Collected data:

//! Common UI components.
//!
//! This module contains the header bar, filter bar, error banner, status bar,
//! and help overlay.

use ratatui::{
    layout::Rect,
    style::{Modifier, Style},
    text::{Line, Span},
    widgets::{Block, Borders, Clear, Paragraph, Tabs},
    Frame,
};

use crate::app::{App, DashboardView};
use crate::data::{DeviceStatus, StatusFilter};

/// Render the header bar with the KPI counters and refresh state.
pub fn render_header(frame: &mut Frame, app: &App, view: &DashboardView<'_>, area: Rect) {
    let kpis = view.kpis;

    // Overall status indicator
    let status_style = if kpis.down > 0 {
        app.theme.status_style(DeviceStatus::Down)
    } else {
        app.theme.status_style(DeviceStatus::Up)
    };

    let mut spans = vec![
        Span::styled(" ● ", status_style),
        Span::styled("DEVWATCH ", Style::default().add_modifier(Modifier::BOLD)),
        Span::raw("│ "),
        Span::styled(format!("{}", kpis.total), Style::default().add_modifier(Modifier::BOLD)),
        Span::raw(" total "),
        Span::styled(format!("{}", kpis.up), Style::default().fg(app.theme.up)),
        Span::raw(" up "),
        if kpis.down > 0 {
            Span::styled(
                format!("{}", kpis.down),
                Style::default().fg(app.theme.down).add_modifier(Modifier::BOLD),
            )
        } else {
            Span::styled("0", Style::default().add_modifier(Modifier::DIM))
        },
        Span::raw(" down │ "),
    ];

    if view.auto_refresh {
        spans.push(Span::styled(
            format!("auto {}s", app.refresh_interval().as_secs()),
            Style::default().fg(app.theme.highlight),
        ));
    } else {
        spans.push(Span::styled("manual", Style::default().add_modifier(Modifier::DIM)));
    }

    if let Some(updated) = view.last_updated {
        spans.push(Span::raw(format!(" │ Updated {}", updated.format("%H:%M:%S"))));
    }

    if view.loading {
        spans.push(Span::raw(" │ "));
        spans.push(Span::styled("Loading...", Style::default().fg(app.theme.notice)));
    }

    frame.render_widget(Paragraph::new(Line::from(spans)), area);
}

/// Render the status filter tabs and the search field.
pub fn render_filter_bar(frame: &mut Frame, app: &App, area: Rect) {
    const FILTERS: [StatusFilter; 3] = [StatusFilter::All, StatusFilter::Up, StatusFilter::Down];

    let titles: Vec<Line> = FILTERS
        .iter()
        .enumerate()
        .map(|(i, f)| Line::from(format!(" {}:{} ", i + 1, f.label())))
        .collect();
    let selected = FILTERS.iter().position(|f| *f == app.filter()).unwrap_or(0);

    let tabs = Tabs::new(titles)
        .select(selected)
        .style(app.theme.filter_inactive)
        .highlight_style(app.theme.filter_active)
        .divider("|");

    let search = if app.search_active {
        Span::styled(format!(" /{}_", app.search()), Style::default().fg(app.theme.highlight))
    } else if !app.search().is_empty() {
        Span::raw(format!(" /{}/ [Esc:clear]", app.search()))
    } else {
        Span::styled(" /:search name or IP", Style::default().add_modifier(Modifier::DIM))
    };

    // Tabs take a fixed width; the search field gets the rest
    let tabs_width = 30.min(area.width);
    let tabs_area = Rect::new(area.x, area.y, tabs_width, area.height);
    let search_area = Rect::new(area.x + tabs_width, area.y, area.width - tabs_width, area.height);

    frame.render_widget(tabs, tabs_area);
    frame.render_widget(Paragraph::new(Line::from(search)), search_area);
}

/// Render the dismissable fetch error banner.
pub fn render_error_banner(frame: &mut Frame, app: &App, message: &str, area: Rect) {
    let line = Line::from(vec![
        Span::raw(format!(" {} ", message)),
        Span::styled("[r:retry x:dismiss]", Style::default().add_modifier(Modifier::BOLD)),
    ]);
    frame.render_widget(Paragraph::new(line).style(app.theme.error), area);
}

/// Render the status bar at the bottom.
///
/// Shows the current notification when there is one, otherwise the data
/// source and available controls.
pub fn render_status_bar(frame: &mut Frame, app: &App, view: &DashboardView<'_>, area: Rect) {
    if let Some(msg) = view.notification {
        let paragraph =
            Paragraph::new(format!(" {} ", msg)).style(Style::default().fg(app.theme.notice));
        frame.render_widget(paragraph, area);
        return;
    }

    let controls = if app.search_active {
        "Type to search | Enter:apply Esc:cancel"
    } else if view.selected.is_some() {
        "p:ping r:refresh Esc:close"
    } else {
        "/:search Tab:filter Enter:detail r:refresh a:auto ?:help q:quit"
    };

    let status = format!(" {} | {}", app.source_description(), controls);
    let paragraph = Paragraph::new(status).style(Style::default().add_modifier(Modifier::DIM));
    frame.render_widget(paragraph, area);
}

/// Render the help overlay with keyboard shortcuts.
///
/// Displayed as a centered modal on top of the current view.
pub fn render_help(frame: &mut Frame, app: &App, area: Rect) {
    let section = |title: &'static str| {
        Line::from(vec![Span::styled(title, Style::default().add_modifier(Modifier::BOLD))])
    };

    let help_text = vec![
        Line::from(vec![Span::styled("Keyboard Shortcuts", app.theme.header)]),
        Line::from(""),
        section(" Navigation"),
        Line::from("  ↑/↓ j/k     Navigate list"),
        Line::from("  PgUp/PgDn   Jump 10 items"),
        Line::from("  Home/End    Jump to first/last"),
        Line::from("  Enter       Device detail"),
        Line::from("  Esc         Close / clear search"),
        Line::from(""),
        section(" Filtering"),
        Line::from("  /           Search name or IP"),
        Line::from("  Tab         Cycle status filter"),
        Line::from("  1/2/3       All / Up / Down"),
        Line::from(""),
        section(" General"),
        Line::from("  p           Ping (in detail)"),
        Line::from("  r           Refresh now / retry"),
        Line::from("  a           Toggle auto-refresh"),
        Line::from("  x           Dismiss error"),
        Line::from("  t           Toggle theme"),
        Line::from("  q           Quit"),
        Line::from(""),
        Line::from(vec![Span::styled(
            "Press any key to close",
            Style::default().add_modifier(Modifier::DIM),
        )]),
    ];

    let block = Block::default()
        .title(" Help ")
        .borders(Borders::ALL)
        .border_type(app.theme.border_type)
        .border_style(Style::default().fg(app.theme.highlight));

    let paragraph = Paragraph::new(help_text).block(block);

    // Center the help overlay - responsive to terminal size
    let help_width = 42u16.min(area.width.saturating_sub(4));
    let help_height = 26u16.min(area.height.saturating_sub(2));
    let x = area.x + (area.width.saturating_sub(help_width)) / 2;
    let y = area.y + (area.height.saturating_sub(help_height)) / 2;
    let help_area = Rect::new(x, y, help_width, help_height);

    frame.render_widget(Clear, help_area);
    frame.render_widget(paragraph, help_area);
}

> Activity
Return every line of the data unchanged.

> Task result
//! Common UI components.
//!
//! This module contains the header bar, filter bar, error banner, status bar,
//! and help overlay.

use ratatui::{
    layout::Rect,
    style::{Modifier, Style},
    text::{Line, Span},
    widgets::{Block, Borders, Clear, Paragraph, Tabs},
    Frame,
};

use crate::app::{App, DashboardView};
use crate::data::{DeviceStatus, StatusFilter};

/// Render the header bar with the KPI counters and refresh state.
pub fn render_header(frame: &mut Frame, app: &App, view: &DashboardView<'_>, area: Rect) {
    let kpis = view.kpis;

    // Overall status indicator
    let status_style = if kpis.down > 0 {
        app.theme.status_style(DeviceStatus::Down)
    } else {
        app.theme.status_style(DeviceStatus::Up)
    };

    let mut spans = vec![
        Span::styled(" ● ", status_style),
        Span::styled("DEVWATCH ", Style::default().add_modifier(Modifier::BOLD)),
        Span::raw("│ "),
        Span::styled(format!("{}", kpis.total), Style::default().add_modifier(Modifier::BOLD)),
        Span::raw(" total "),
        Span::styled(format!("{}", kpis.up), Style::default().fg(app.theme.up)),
        Span::raw(" up "),
        if kpis.down > 0 {
            Span::styled(
                format!("{}", kpis.down),
                Style::default().fg(app.theme.down).add_modifier(Modifier::BOLD),
            )
        } else {
            Span::styled("0", Style::default().add_modifier(Modifier::DIM))
        },
        Span::raw(" down │ "),
    ];

    if view.auto_refresh {
        spans.push(Span::styled(
            format!("auto {}s", app.refresh_interval().as_secs()),
            Style::default().fg(app.theme.highlight),
        ));
    } else {
        spans.push(Span::styled("manual", Style::default().add_modifier(Modifier::DIM)));
    }

    if let Some(updated) = view.last_updated {
        spans.push(Span::raw(format!(" │ Updated {}", updated.format("%H:%M:%S"))));
    }

    if view.loading {
        spans.push(Span::raw(" │ "));
        spans.push(Span::styled("Loading...", Style::default().fg(app.theme.notice)));
    }

    frame.render_widget(Paragraph::new(Line::from(spans)), area);
}

/// Render the status filter tabs and the search field.
pub fn render_filter_bar(frame: &mut Frame, app: &App, area: Rect) {
    const FILTERS: [StatusFilter; 3] = [StatusFilter::All, StatusFilter::Up, StatusFilter::Down];

    let titles: Vec<Line> = FILTERS
        .iter()
        .enumerate()
        .map(|(i, f)| Line::from(format!(" {}:{} ", i + 1, f.label())))
        .collect();
    let selected = FILTERS.iter().position(|f| *f == app.filter()).unwrap_or(0);

    let tabs = Tabs::new(titles)
        .select(selected)
        .style(app.theme.filter_inactive)
        .highlight_style(app.theme.filter_active)
        .divider("|");

    let search = if app.search_active {
        Span::styled(format!(" /{}_", app.search()), Style::default().fg(app.theme.highlight))
    } else if !app.search().is_empty() {
        Span::raw(format!(" /{}/ [Esc:clear]", app.search()))
    } else {
        Span::styled(" /:search name or IP", Style::default().add_modifier(Modifier::DIM))
    };

    // Tabs take a fixed width; the search field gets the rest
    let tabs_width = 30.min(area.width);
    let tabs_area = Rect::new(area.x, area.y, tabs_width, area.height);
    let search_area = Rect::new(area.x + tabs_width, area.y, area.width - tabs_width, area.height);

    frame.render_widget(tabs, tabs_area);
    frame.render_widget(Paragraph::new(Line::from(search)), search_area);
}

/// Render the dismissable fetch error banner.
pub fn render_error_banner(frame: &mut Frame, app: &App, message: &str, area: Rect) {
    let line = Line::from(vec![
        Span::raw(format!(" {} ", message)),
        Span::styled("[r:retry x:dismiss]", Style::default().add_modifier(Modifier::BOLD)),
    ]);
    frame.render_widget(Paragraph::new(line).style(app.theme.error), area);
}

/// Render the status bar at the bottom.
///
/// Shows the current notification when there is one, otherwise the data
/// source and available controls.
pub fn render_status_bar(frame: &mut Frame, app: &App, view: &DashboardView<'_>, area: Rect) {
    if let Some(msg) = view.notification {
        let paragraph =
            Paragraph::new(format!(" {} ", msg)).style(Style::default().fg(app.theme.notice));
        frame.render_widget(paragraph, area);
        return;
    }

    let controls = if app.search_active {
        "Type to search | Enter:apply Esc:cancel"
    } else if view.selected.is_some() {
        "p:ping r:refresh Esc:close"
    } else {
        "/:search Tab:filter Enter:detail r:refresh a:auto ?:help q:quit"
    };

    let status = format!(" {} | {}", app.source_description(), controls);
    let paragraph = Paragraph::new(status).style(Style::default().add_modifier(Modifier::DIM));
    frame.render_widget(paragraph, area);
}

/// Render the help overlay with keyboard shortcuts.
///
/// Displayed as a centered modal on top of the current view.
pub fn render_help(frame: &mut Frame, app: &App, area: Rect) {
    let section = |title: &'static str| {
        Line::from(vec![Span::styled(title, Style::default().add_modifier(Modifier::BOLD))])
    };

    let help_text = vec![
        Line::from(vec![Span::styled("Keyboard Shortcuts", app.theme.header)]),
        Line::from(""),
        section(" Navigation"),
        Line::from("  ↑/↓ j/k     Navigate list"),
        Line::from("  PgUp/PgDn   Jump 10 items"),
        Line::from("  Home/End    Jump to first/last"),
        Line::from("  Enter       Device detail"),
        Line::from("  Esc         Close / clear search"),
        Line::from(""),
        section(" Filtering"),
        Line::from("  /           Search name or IP"),
        Line::from("  Tab         Cycle status filter"),
        Line::from("  1/2/3       All / Up / Down"),
        Line::from(""),
        section(" General"),
        Line::from("  p           Ping (in detail)"),
        Line::from("  r           Refresh now / retry"),
        Line::from("  a           Toggle auto-refresh"),
        Line::from("  x           Dismiss error"),
        Line::from("  t           Toggle theme"),
        Line::from("  q           Quit"),
        Line::from(""),
        Line::from(vec![Span::styled(
            "Press any key to close",
            Style::default().add_modifier(Modifier::DIM),
        )]),
    ];

    let block = Block::default()
        .title(" Help ")
        .borders(Borders::ALL)
        .border_type(app.theme.border_type)
        .border_style(Style::default().fg(app.theme.highlight));

    let paragraph = Paragraph::new(help_text).block(block);

    // Center the help overlay - responsive to terminal size
    let help_width = 42u16.min(area.width.saturating_sub(4));
    let help_height = 26u16.min(area.height.saturating_sub(2));
    let x = area.x + (area.width.saturating_sub(help_width)) / 2;
    let y = area.y + (area.height.saturating_sub(help_height)) / 2;
    let help_area = Rect::new(x, y, help_width, help_height);

    frame.render_widget(Clear, help_area);
    frame.render_widget(paragraph, help_area);
}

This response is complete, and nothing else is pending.